31.03.1885 Vidin, Bulgarien - 20.06.1930 Paris
Alfred Flechtheim and Jules Pascin

Like Flechtheim himself, the painter and graphic artist Julius Pincas, known as Jules Pascin, came from a Jewish family of grain merchants. Between 1902 and 1905, Pascin, who came from Vidin in Bulgaria, attended various academies and schools in Budapest, Berlin, Munich and Vienna. In 1905 he adopted the name Pascin – an anagram of Pincas, and made drawings for the Munich-based satirical magazine ‘Simplicissimus’. It was here that he became acquainted with Albert Weisgerber, Paul Klee, Wassily Kandinsky, Hans Purrmann, Willy Geiger and Max Slevogt, with whom he remained in contact all his life. That same year he went to Paris and frequented the Café du Dôme. In 1907 he met the artist Hermine Lionette Cartan David (1886–1970), with whom he emigrated to the USA in 1914. He taught at the Telfair Academy in Savannah, Georgia, and became an American citizen, endorsed by Alfred Stieglitz and Maurice Sterne.
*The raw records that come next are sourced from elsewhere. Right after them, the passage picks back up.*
use serde::{Deserialize, Serialize};

#[derive(Deserialize)]
pub struct LoginReqDto {
    pub username: String,
    pub password: String,
}

#[derive(Debug, Serialize, Deserialize)]
pub struct TokenPair {
    pub access_token: String,
    pub refresh_token: String,
}

#[derive(Debug, Serialize, Deserialize)]
pub struct Claims {
    pub user_id: u64,
    pub sub: String,
    pub role: u8,        // role id
    pub exp: usize,
    pub jti: String,

    pub token_type: TokenType,
    /// Present only if this user is linked to an employee record
    pub employee_id: Option<u64>,
}

#[derive(Debug, Clone, Copy, Serialize, Deserialize, PartialEq)]
pub enum TokenType {
    Access,
    Refresh,
}
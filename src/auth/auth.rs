use crate::{error::ApiError, model::role::Role};
use actix_web::{FromRequest, HttpMessage, HttpRequest, dev::Payload};
use futures::future::{Ready, ready};

/// Caller identity, placed in the request extensions by `auth_middleware`.
#[derive(Debug, Clone)]
pub struct AuthUser {
    pub user_id: u64,
    pub username: String,
    pub role: Role,

    /// Present only if this user is linked to an employee record
    pub employee_id: Option<u64>,
}

impl FromRequest for AuthUser {
    type Error = ApiError;
    type Future = Ready<Result<Self, Self::Error>>;

    fn from_request(req: &HttpRequest, _: &mut Payload) -> Self::Future {
        ready(
            req.extensions()
                .get::<AuthUser>()
                .cloned()
                .ok_or_else(|| ApiError::Unauthorized("Missing token".to_string())),
        )
    }
}

impl AuthUser {
    /// The "AccessAllowed" policy: privileged roles see everyone, anyone
    /// else only the employee record they are linked to.
    pub fn require_access_allowed(&self, employee_id: u64) -> Result<(), ApiError> {
        if self.role.can_view_any_employee() || self.employee_id == Some(employee_id) {
            Ok(())
        } else {
            Err(ApiError::Forbidden(format!(
                "Access to employee {} is not allowed",
                employee_id
            )))
        }
    }
}
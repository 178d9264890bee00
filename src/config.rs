use std::env;
use std::str::FromStr;

use anyhow::{Context, Result};
use dotenvy::dotenv;
use strum_macros::{Display, EnumString};

#[derive(Debug, Clone, Copy, PartialEq, Eq, Display, EnumString)]
#[strum(ascii_case_insensitive)]
pub enum StoreBackend {
    #[strum(serialize = "mysql")]
    MySql,
    #[strum(serialize = "memory")]
    Memory,
}

#[derive(Clone)]
pub struct Config {
    pub server_addr: String,
    pub store_backend: StoreBackend,
    pub database_url: Option<String>,
    pub db_max_connections: u32,
    pub run_migrations: bool,
    pub seed_file: Option<String>,

    pub jwt_secret: String,
    pub access_token_ttl: usize,
    pub refresh_token_ttl: usize,

    // Rate limiting
    pub rate_login_per_min: u32,
    pub rate_refresh_per_min: u32,
    pub rate_protected_per_min: u32,

    pub api_prefix: String,

    pub log_dir: String,
    pub log_level: String,
}

/// Reads `key`, falling back to `default` when unset.
fn var_or<T>(key: &str, default: T) -> Result<T>
where
    T: FromStr,
    T::Err: std::error::Error + Send + Sync + 'static,
{
    match env::var(key) {
        Ok(raw) => raw
            .trim()
            .parse()
            .with_context(|| format!("{} has an invalid value '{}'", key, raw)),
        Err(_) => Ok(default),
    }
}

impl Config {
    pub fn from_env() -> Result<Self> {
        dotenv().ok();

        let store_backend = var_or("STORE_BACKEND", StoreBackend::MySql)?;
        let database_url = env::var("DATABASE_URL").ok();
        if store_backend == StoreBackend::MySql && database_url.is_none() {
            anyhow::bail!("DATABASE_URL must be set");
        }

        Ok(Self {
            server_addr: env::var("SERVER_ADDR").unwrap_or_else(|_| "127.0.0.1:8080".to_string()),
            store_backend,
            database_url,
            db_max_connections: var_or("DB_MAX_CONNECTIONS", 10)?,
            run_migrations: var_or("RUN_MIGRATIONS", true)?,
            seed_file: env::var("SEED_FILE").ok(),

            jwt_secret: env::var("JWT_SECRET").context("JWT_SECRET must be set")?,
            access_token_ttl: var_or("ACCESS_TOKEN_TTL", 900)?, // default 15 min
            refresh_token_ttl: var_or("REFRESH_TOKEN_TTL", 604_800)?, // default 7 days

            rate_login_per_min: var_or("RATE_LOGIN_PER_MIN", 60)?,
            rate_refresh_per_min: var_or("RATE_REFRESH_PER_MIN", 30)?,
            rate_protected_per_min: var_or("RATE_PROTECTED_PER_MIN", 1000)?,

            api_prefix: env::var("API_PREFIX").unwrap_or_else(|_| "/api".to_string()),

            log_dir: env::var("LOG_DIR").unwrap_or_else(|_| "logs".to_string()),
            log_level: env::var("LOG_LEVEL").unwrap_or_else(|_| "info".to_string()),
        })
    }
}

#[cfg(test)]
impl Config {
    pub fn for_tests() -> Self {
        Self {
            server_addr: "127.0.0.1:0".to_string(),
            store_backend: StoreBackend::Memory,
            database_url: None,
            db_max_connections: 1,
            run_migrations: false,
            seed_file: None,
            jwt_secret: "test-secret".to_string(),
            access_token_ttl: 900,
            refresh_token_ttl: 3600,
            rate_login_per_min: 60,
            rate_refresh_per_min: 30,
            rate_protected_per_min: 1000,
            api_prefix: "/api".to_string(),
            log_dir: "logs".to_string(),
            log_level: "debug".to_string(),
        }
    }
}

#[cfg(test)]
mod tests {
    use super::*;

    #[test]
    fn backend_names_are_case_insensitive() {
        assert_eq!(StoreBackend::from_str("MySQL").unwrap(), StoreBackend::MySql);
        assert_eq!(StoreBackend::from_str("memory").unwrap(), StoreBackend::Memory);
        assert!(StoreBackend::from_str("postgres").is_err());
        assert_eq!(StoreBackend::Memory.to_string(), "memory");
    }

    #[test]
    fn unset_variable_uses_default() {
        let value: u32 = var_or("TIMESHEET_TEST_UNSET_VARIABLE", 42).unwrap();
        assert_eq!(value, 42);
    }
}
pub mod employee;
pub mod leave;
pub mod project;
pub mod role;
pub mod user;
use serde::Deserialize;

use super::project::Project;

/// Employee row as stored in `employees`.
#[derive(Debug, Clone, PartialEq, Deserialize, sqlx::FromRow)]
pub struct EmployeeRecord {
    pub id: u64,
    pub first_name: String,
    pub second_name: String,
    pub mail: String,
    pub max_role: String,
}

/// Employee together with the projects they are assigned to.
#[derive(Debug, Clone, PartialEq)]
pub struct Employee {
    pub id: u64,
    pub first_name: String,
    pub second_name: String,
    pub mail: String,
    pub max_role: String,
    pub projects: Vec<Project>,
}

impl Employee {
    pub fn from_record(record: EmployeeRecord, projects: Vec<Project>) -> Self {
        Self {
            id: record.id,
            first_name: record.first_name,
            second_name: record.second_name,
            mail: record.mail,
            max_role: record.max_role,
            projects,
        }
    }
}
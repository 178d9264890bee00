use crate::auth::auth::AuthUser;
use crate::auth::jwt::verify_token;
use crate::config::Config;
use crate::model::role::Role;
use crate::models::TokenType;
use actix_web::middleware::Next;
use actix_web::{
    Error, HttpMessage, HttpResponse,
    body::BoxBody,
    dev::{ServiceRequest, ServiceResponse},
    web::Data,
};
use serde_json::json;
use tracing::debug;

pub async fn auth_middleware(
    req: ServiceRequest,
    next: Next<BoxBody>,
) -> Result<ServiceResponse<BoxBody>, Error> {
    let config = req
        .app_data::<Data<Config>>()
        .ok_or_else(|| actix_web::error::ErrorInternalServerError("App config missing"))?;

    let header_value = match req.headers().get("Authorization") {
        Some(h) => match h.to_str() {
            Ok(v) => v,
            Err(_) => {
                let resp = HttpResponse::Unauthorized()
                    .json(json!({"error": "Invalid Authorization header encoding"}));
                return Ok(req.into_response(resp.map_into_boxed_body()));
            }
        },
        None => {
            let resp =
                HttpResponse::Unauthorized().json(json!({"error": "Missing Authorization header"}));
            return Ok(req.into_response(resp.map_into_boxed_body()));
        }
    };

    let token = match header_value.strip_prefix("Bearer ") {
        Some(t) => t,
        None => {
            let resp = HttpResponse::Unauthorized()
                .json(json!({"error": "Authorization header must start with Bearer"}));
            return Ok(req.into_response(resp.map_into_boxed_body()));
        }
    };

    let claims = match verify_token(token, &config.jwt_secret) {
        Ok(c) => c,
        Err(e) => {
            debug!(error = %e, "Rejected bearer token");
            let resp = HttpResponse::Unauthorized()
                .json(json!({"error": "Invalid or expired token", "details": e}));
            return Ok(req.into_response(resp.map_into_boxed_body()));
        }
    };

    if claims.token_type != TokenType::Access {
        let resp =
            HttpResponse::Unauthorized().json(json!({"error": "Access token required"}));
        return Ok(req.into_response(resp.map_into_boxed_body()));
    }

    let role = match Role::from_id(claims.role) {
        Some(role) => role,
        None => {
            let resp =
                HttpResponse::Unauthorized().json(json!({"error": "Invalid role"}));
            return Ok(req.into_response(resp.map_into_boxed_body()));
        }
    };

    let auth_user = AuthUser {
        user_id: claims.user_id,
        username: claims.sub,
        role,
        employee_id: claims.employee_id,
    };

    req.extensions_mut().insert(auth_user);

    next.call(req).await
}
The two artists, who had since married, returned to Paris in 1920. Pascin then fell in love with Lucy Krohg, the wife of the Norwegian artist.

Pascin, who had long suffered from depression, hanged himself in his Paris flat in 1930. On the day he of his funeral, all galleries in Paris remained closed and thousands – including waitors and barmaids from the restaurants and salons he frequented – accompanied his coffin from the Boulevard de Clichy where he had his studio to Montparnasse Cemetery.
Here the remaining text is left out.